== Segment start ==

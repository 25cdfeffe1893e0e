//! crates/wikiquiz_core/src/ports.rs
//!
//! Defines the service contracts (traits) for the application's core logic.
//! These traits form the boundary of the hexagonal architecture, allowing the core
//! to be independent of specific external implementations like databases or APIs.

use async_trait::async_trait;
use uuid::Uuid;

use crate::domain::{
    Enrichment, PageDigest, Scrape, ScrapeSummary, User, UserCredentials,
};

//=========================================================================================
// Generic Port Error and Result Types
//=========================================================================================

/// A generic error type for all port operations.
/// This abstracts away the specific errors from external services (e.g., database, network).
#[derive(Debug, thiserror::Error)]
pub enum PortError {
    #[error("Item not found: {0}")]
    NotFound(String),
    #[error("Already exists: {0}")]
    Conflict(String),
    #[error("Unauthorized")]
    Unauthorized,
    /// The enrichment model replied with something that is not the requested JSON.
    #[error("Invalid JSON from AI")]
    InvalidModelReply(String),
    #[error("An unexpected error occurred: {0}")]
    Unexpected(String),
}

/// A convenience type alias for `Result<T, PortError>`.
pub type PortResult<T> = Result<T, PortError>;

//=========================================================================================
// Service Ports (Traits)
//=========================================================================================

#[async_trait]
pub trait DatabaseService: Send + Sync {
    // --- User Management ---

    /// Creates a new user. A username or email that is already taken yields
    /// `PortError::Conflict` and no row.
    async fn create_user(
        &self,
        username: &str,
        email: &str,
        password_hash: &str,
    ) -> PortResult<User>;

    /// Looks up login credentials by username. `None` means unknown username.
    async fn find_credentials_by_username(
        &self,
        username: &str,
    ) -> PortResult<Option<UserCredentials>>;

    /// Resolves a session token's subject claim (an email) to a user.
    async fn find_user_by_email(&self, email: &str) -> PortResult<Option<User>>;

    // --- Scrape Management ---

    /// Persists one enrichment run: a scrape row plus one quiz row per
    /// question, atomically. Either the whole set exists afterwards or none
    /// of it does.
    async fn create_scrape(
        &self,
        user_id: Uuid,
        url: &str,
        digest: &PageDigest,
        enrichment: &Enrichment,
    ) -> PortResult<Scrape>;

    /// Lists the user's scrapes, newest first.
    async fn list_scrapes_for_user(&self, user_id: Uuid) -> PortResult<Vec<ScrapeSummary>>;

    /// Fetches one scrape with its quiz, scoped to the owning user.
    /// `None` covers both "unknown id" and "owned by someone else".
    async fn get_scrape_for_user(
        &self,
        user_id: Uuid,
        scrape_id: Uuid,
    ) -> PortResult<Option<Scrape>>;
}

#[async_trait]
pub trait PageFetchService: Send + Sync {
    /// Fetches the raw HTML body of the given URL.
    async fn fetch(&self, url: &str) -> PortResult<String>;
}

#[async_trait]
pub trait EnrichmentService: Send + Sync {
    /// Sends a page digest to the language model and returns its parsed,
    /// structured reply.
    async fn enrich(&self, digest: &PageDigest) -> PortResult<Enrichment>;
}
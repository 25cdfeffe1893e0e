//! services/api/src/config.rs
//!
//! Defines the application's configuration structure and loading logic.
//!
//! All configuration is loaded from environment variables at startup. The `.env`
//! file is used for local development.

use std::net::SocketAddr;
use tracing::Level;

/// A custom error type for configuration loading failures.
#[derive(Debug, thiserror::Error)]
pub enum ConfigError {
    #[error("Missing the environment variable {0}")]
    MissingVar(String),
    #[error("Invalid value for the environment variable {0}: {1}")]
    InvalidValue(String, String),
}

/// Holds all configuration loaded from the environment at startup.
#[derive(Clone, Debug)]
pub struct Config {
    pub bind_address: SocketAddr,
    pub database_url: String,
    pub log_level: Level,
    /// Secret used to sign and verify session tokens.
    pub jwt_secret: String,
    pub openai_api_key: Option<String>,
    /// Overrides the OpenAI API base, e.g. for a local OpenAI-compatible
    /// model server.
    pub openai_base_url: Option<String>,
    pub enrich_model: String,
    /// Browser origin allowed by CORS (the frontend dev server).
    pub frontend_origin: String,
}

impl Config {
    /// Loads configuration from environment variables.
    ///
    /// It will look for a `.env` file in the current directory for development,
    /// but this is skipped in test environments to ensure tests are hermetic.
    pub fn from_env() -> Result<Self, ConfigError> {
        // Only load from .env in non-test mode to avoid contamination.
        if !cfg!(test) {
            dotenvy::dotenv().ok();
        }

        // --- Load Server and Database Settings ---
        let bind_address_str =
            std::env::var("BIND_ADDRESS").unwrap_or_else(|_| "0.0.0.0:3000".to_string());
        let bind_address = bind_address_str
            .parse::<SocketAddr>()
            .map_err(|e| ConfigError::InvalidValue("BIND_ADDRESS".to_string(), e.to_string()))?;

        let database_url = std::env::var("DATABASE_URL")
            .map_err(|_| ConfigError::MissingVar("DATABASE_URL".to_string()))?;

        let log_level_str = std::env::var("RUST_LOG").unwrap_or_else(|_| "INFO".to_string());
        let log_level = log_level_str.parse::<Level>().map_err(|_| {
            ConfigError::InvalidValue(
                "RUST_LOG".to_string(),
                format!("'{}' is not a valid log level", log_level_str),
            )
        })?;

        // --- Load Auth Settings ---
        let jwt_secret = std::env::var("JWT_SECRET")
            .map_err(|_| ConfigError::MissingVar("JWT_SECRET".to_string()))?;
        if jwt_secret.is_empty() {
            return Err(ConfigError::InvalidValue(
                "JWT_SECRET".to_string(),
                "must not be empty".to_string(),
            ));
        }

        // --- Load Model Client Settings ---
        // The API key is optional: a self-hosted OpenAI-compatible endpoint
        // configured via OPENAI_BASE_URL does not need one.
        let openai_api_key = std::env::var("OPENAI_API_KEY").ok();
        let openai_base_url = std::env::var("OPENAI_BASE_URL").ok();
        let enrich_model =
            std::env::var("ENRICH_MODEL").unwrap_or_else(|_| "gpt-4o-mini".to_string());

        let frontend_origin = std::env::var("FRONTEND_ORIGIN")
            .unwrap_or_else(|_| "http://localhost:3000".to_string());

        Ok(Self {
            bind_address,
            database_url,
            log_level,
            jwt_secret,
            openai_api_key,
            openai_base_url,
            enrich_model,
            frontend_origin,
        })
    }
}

== Segment end ==

[What you are asked to do]:
Search the data for the string "exists" and copy out every line where it is found.

[Result for this exercise]:
    #[error("Already exists: {0}")]
    /// question, atomically. Either the whole set exists afterwards or none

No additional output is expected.